_Problem description_. Every record below is to be restated word for word.

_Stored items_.
####################

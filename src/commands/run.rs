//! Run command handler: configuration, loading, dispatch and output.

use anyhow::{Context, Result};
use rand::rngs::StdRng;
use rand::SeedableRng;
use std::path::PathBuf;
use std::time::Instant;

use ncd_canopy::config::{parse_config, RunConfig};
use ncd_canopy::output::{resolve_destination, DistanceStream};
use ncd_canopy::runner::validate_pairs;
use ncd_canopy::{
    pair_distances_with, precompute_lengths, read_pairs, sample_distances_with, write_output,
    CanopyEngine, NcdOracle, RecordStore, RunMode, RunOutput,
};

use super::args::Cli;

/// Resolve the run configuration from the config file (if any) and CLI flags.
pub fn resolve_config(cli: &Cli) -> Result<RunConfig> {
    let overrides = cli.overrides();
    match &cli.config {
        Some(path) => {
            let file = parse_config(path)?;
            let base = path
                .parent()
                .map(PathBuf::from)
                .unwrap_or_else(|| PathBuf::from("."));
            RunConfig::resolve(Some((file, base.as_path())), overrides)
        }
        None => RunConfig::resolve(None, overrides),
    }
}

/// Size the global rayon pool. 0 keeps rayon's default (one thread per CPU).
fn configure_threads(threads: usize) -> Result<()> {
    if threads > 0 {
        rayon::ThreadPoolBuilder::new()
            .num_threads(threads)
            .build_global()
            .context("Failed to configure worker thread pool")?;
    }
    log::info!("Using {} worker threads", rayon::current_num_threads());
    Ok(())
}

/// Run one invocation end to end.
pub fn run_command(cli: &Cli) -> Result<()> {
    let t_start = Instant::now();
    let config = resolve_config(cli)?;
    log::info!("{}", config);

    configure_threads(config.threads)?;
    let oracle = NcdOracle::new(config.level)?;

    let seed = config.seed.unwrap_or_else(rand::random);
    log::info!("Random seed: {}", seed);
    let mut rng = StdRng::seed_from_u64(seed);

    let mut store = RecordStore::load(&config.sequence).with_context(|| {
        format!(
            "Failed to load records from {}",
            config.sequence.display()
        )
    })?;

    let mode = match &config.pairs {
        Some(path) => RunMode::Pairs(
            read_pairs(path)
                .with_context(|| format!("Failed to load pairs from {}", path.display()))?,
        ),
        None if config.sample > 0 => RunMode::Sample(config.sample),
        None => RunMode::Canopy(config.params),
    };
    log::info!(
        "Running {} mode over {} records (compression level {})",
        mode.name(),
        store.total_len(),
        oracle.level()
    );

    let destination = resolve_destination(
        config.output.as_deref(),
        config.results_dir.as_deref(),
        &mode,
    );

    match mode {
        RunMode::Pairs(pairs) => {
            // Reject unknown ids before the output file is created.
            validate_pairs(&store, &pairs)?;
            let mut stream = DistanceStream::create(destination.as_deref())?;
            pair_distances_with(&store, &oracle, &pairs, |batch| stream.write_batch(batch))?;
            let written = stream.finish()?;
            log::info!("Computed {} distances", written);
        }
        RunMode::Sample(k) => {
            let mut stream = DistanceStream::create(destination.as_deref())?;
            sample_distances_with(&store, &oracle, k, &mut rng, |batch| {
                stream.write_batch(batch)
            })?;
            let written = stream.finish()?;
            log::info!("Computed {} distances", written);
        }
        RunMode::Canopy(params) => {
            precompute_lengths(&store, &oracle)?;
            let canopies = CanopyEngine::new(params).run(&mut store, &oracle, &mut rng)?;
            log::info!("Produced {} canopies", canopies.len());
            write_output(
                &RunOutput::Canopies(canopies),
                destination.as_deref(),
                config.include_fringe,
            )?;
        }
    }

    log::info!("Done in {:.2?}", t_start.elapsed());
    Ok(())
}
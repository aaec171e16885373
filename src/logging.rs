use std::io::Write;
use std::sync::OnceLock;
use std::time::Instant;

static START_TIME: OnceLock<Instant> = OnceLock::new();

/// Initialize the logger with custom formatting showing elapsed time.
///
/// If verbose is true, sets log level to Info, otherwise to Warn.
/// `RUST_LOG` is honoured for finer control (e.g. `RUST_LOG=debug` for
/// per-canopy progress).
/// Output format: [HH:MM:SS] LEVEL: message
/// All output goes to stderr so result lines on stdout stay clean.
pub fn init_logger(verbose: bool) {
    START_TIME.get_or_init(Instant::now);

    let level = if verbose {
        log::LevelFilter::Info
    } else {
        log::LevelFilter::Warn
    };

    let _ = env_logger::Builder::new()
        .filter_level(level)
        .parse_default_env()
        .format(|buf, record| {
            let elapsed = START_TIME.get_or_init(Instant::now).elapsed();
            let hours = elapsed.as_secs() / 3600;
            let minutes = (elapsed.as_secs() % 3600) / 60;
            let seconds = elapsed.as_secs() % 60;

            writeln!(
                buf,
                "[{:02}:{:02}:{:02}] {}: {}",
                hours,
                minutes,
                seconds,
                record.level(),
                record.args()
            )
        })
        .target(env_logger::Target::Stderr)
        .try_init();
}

####################

_Your solution_.
filename src/commands/run.rs
//! Run command handler: configuration, loading, dispatch and output.

use anyhow::{Context, Result};
use rand::rngs::StdRng;
use rand::SeedableRng;
use std::path::PathBuf;
use std::time::Instant;

use ncd_canopy::config::{parse_config, RunConfig};
use ncd_canopy::output::{resolve_destination, DistanceStream};
use ncd_canopy::runner::validate_pairs;
use ncd_canopy::{
    pair_distances_with, precompute_lengths, read_pairs, sample_distances_with, write_output,
    CanopyEngine, NcdOracle, RecordStore, RunMode, RunOutput,
};

use super::args::Cli;

/// Resolve the run configuration from the config file (if any) and CLI flags.
pub fn resolve_config(cli: &Cli) -> Result<RunConfig> {
    let overrides = cli.overrides();
    match &cli.config {
        Some(path) => {
            let file = parse_config(path)?;
            let base = path
                .parent()
                .map(PathBuf::from)
                .unwrap_or_else(|| PathBuf::from("."));
            RunConfig::resolve(Some((file, base.as_path())), overrides)
        }
        None => RunConfig::resolve(None, overrides),
    }
}

/// Size the global rayon pool. 0 keeps rayon's default (one thread per CPU).
fn configure_threads(threads: usize) -> Result<()> {
    if threads > 0 {
        rayon::ThreadPoolBuilder::new()
            .num_threads(threads)
            .build_global()
            .context("Failed to configure worker thread pool")?;
    }
    log::info!("Using {} worker threads", rayon::current_num_threads());
    Ok(())
}

/// Run one invocation end to end.
pub fn run_command(cli: &Cli) -> Result<()> {
    let t_start = Instant::now();
    let config = resolve_config(cli)?;
    log::info!("{}", config);

    configure_threads(config.threads)?;
    let oracle = NcdOracle::new(config.level)?;

    let seed = config.seed.unwrap_or_else(rand::random);
    log::info!("Random seed: {}", seed);
    let mut rng = StdRng::seed_from_u64(seed);

    let mut store = RecordStore::load(&config.sequence).with_context(|| {
        format!(
            "Failed to load records from {}",
            config.sequence.display()
        )
    })?;

    let mode = match &config.pairs {
        Some(path) => RunMode::Pairs(
            read_pairs(path)
                .with_context(|| format!("Failed to load pairs from {}", path.display()))?,
        ),
        None if config.sample > 0 => RunMode::Sample(config.sample),
        None => RunMode::Canopy(config.params),
    };
    log::info!(
        "Running {} mode over {} records (compression level {})",
        mode.name(),
        store.total_len(),
        oracle.level()
    );

    let destination = resolve_destination(
        config.output.as_deref(),
        config.results_dir.as_deref(),
        &mode,
    );

    match mode {
        RunMode::Pairs(pairs) => {
            // Reject unknown ids before the output file is created.
            validate_pairs(&store, &pairs)?;
            let mut stream = DistanceStream::create(destination.as_deref())?;
            pair_distances_with(&store, &oracle, &pairs, |batch| stream.write_batch(batch))?;
            let written = stream.finish()?;
            log::info!("Computed {} distances", written);
        }
        RunMode::Sample(k) => {
            let mut stream = DistanceStream::create(destination.as_deref())?;
            sample_distances_with(&store, &oracle, k, &mut rng, |batch| {
                stream.write_batch(batch)
            })?;
            let written = stream.finish()?;
            log::info!("Computed {} distances", written);
        }
        RunMode::Canopy(params) => {
            precompute_lengths(&store, &oracle)?;
            let canopies = CanopyEngine::new(params).run(&mut store, &oracle, &mut rng)?;
            log::info!("Produced {} canopies", canopies.len());
            write_output(
                &RunOutput::Canopies(canopies),
                destination.as_deref(),
                config.include_fringe,
            )?;
        }
    }

    log::info!("Done in {:.2?}", t_start.elapsed());
    Ok(())
}
repository aaec171e16885373
filename src/logging.rs
use std::io::Write;
use std::sync::OnceLock;
use std::time::Instant;

static START_TIME: OnceLock<Instant> = OnceLock::new();

/// Initialize the logger with custom formatting showing elapsed time.
///
/// If verbose is true, sets log level to Info, otherwise to Warn.
/// `RUST_LOG` is honoured for finer control (e.g. `RUST_LOG=debug` for
/// per-canopy progress).
/// Output format: [HH:MM:SS] LEVEL: message
/// All output goes to stderr so result lines on stdout stay clean.
pub fn init_logger(verbose: bool) {
    START_TIME.get_or_init(Instant::now);

    let level = if verbose {
        log::LevelFilter::Info
    } else {
        log::LevelFilter::Warn
    };

    let _ = env_logger::Builder::new()
        .filter_level(level)
        .parse_default_env()
        .format(|buf, record| {
            let elapsed = START_TIME.get_or_init(Instant::now).elapsed();
            let hours = elapsed.as_secs() / 3600;
            let minutes = (elapsed.as_secs() % 3600) / 60;
            let seconds = elapsed.as_secs() % 60;

            writeln!(
                buf,
                "[{:02}:{:02}:{:02}] {}: {}",
                hours,
                minutes,
                seconds,
                record.level(),
                record.args()
            )
        })
        .target(env_logger::Target::Stderr)
        .try_init();
}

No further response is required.